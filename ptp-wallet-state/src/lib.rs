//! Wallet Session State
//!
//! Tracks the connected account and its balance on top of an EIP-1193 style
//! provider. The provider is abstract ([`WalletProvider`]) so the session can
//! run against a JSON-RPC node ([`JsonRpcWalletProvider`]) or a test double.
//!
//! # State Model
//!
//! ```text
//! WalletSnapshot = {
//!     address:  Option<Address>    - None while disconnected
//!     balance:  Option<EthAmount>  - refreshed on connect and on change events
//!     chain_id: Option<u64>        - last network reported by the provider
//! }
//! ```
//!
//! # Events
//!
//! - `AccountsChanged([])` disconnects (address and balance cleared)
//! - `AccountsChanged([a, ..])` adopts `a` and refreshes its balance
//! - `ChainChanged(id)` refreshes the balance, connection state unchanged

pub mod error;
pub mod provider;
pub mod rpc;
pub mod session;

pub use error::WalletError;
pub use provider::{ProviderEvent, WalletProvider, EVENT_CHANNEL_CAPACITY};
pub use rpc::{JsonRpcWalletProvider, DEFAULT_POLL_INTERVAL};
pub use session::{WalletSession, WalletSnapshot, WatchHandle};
§
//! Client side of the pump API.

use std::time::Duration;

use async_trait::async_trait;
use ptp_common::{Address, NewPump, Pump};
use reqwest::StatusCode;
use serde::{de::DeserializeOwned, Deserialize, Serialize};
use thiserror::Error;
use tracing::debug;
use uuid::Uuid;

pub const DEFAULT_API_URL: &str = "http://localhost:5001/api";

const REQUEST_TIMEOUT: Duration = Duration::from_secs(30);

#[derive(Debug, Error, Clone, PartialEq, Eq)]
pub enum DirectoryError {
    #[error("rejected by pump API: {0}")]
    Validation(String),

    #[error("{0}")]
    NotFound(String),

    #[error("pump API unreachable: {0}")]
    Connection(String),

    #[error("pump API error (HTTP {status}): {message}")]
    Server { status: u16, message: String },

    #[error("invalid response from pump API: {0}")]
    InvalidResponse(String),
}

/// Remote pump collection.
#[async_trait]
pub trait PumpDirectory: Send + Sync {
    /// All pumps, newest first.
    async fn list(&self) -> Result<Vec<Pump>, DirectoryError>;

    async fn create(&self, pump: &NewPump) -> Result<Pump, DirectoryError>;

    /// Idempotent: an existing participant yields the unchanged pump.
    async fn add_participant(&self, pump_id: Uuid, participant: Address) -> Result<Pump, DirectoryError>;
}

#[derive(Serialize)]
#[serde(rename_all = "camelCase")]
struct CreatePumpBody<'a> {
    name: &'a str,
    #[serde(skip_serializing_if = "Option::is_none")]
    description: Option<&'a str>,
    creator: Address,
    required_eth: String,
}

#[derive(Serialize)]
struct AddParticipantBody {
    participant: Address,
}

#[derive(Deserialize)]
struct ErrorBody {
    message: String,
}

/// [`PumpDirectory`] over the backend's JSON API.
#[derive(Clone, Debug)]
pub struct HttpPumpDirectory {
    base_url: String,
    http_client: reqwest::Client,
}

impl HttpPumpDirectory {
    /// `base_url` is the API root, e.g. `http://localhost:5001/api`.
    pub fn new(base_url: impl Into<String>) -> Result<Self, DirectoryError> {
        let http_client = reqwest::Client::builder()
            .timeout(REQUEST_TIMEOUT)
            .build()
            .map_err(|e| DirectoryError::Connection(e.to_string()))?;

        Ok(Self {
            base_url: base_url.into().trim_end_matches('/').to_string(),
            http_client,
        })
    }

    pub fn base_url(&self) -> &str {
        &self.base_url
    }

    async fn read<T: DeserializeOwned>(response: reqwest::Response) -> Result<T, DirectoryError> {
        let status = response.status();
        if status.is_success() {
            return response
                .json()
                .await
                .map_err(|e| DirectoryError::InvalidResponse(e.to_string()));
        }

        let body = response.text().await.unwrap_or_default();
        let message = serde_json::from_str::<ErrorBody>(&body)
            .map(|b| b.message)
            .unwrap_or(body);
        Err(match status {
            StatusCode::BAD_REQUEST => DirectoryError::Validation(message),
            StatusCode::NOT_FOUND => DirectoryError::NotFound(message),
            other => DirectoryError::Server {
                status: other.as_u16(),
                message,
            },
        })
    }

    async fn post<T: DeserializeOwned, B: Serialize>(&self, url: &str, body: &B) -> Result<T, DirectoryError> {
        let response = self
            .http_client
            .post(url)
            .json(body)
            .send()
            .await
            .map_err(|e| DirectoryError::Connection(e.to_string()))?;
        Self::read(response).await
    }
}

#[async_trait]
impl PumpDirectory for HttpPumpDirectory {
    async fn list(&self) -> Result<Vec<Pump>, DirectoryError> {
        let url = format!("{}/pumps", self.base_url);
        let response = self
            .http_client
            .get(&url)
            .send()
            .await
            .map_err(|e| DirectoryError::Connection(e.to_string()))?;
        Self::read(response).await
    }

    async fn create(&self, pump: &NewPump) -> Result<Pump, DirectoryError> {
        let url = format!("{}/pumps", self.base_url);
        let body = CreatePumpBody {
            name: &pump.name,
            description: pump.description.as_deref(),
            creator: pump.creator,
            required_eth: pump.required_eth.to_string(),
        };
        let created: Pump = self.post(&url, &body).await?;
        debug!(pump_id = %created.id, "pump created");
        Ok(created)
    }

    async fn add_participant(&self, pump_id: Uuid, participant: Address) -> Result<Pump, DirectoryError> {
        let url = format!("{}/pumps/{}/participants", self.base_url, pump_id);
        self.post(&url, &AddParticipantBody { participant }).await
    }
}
§
• _INSTRUCTIONS FOR THE TASK_
For this task, write out exactly the lines of the entries above, starting at the line with "filename ptp-wallet-state/src/lib.rs" and ending at the line with "connection state unchanged", both included, and no others.

• _RESPONSE TO THIS EXERCISE_
filename ptp-wallet-state/src/lib.rs
//! Wallet Session State
//!
//! Tracks the connected account and its balance on top of an EIP-1193 style
//! provider. The provider is abstract ([`WalletProvider`]) so the session can
//! run against a JSON-RPC node ([`JsonRpcWalletProvider`]) or a test double.
//!
//! # State Model
//!
//! ```text
//! WalletSnapshot = {
//!     address:  Option<Address>    - None while disconnected
//!     balance:  Option<EthAmount>  - refreshed on connect and on change events
//!     chain_id: Option<u64>        - last network reported by the provider
//! }
//! ```
//!
//! # Events
//!
//! - `AccountsChanged([])` disconnects (address and balance cleared)
//! - `AccountsChanged([a, ..])` adopts `a` and refreshes its balance
//! - `ChainChanged(id)` refreshes the balance, connection state unchanged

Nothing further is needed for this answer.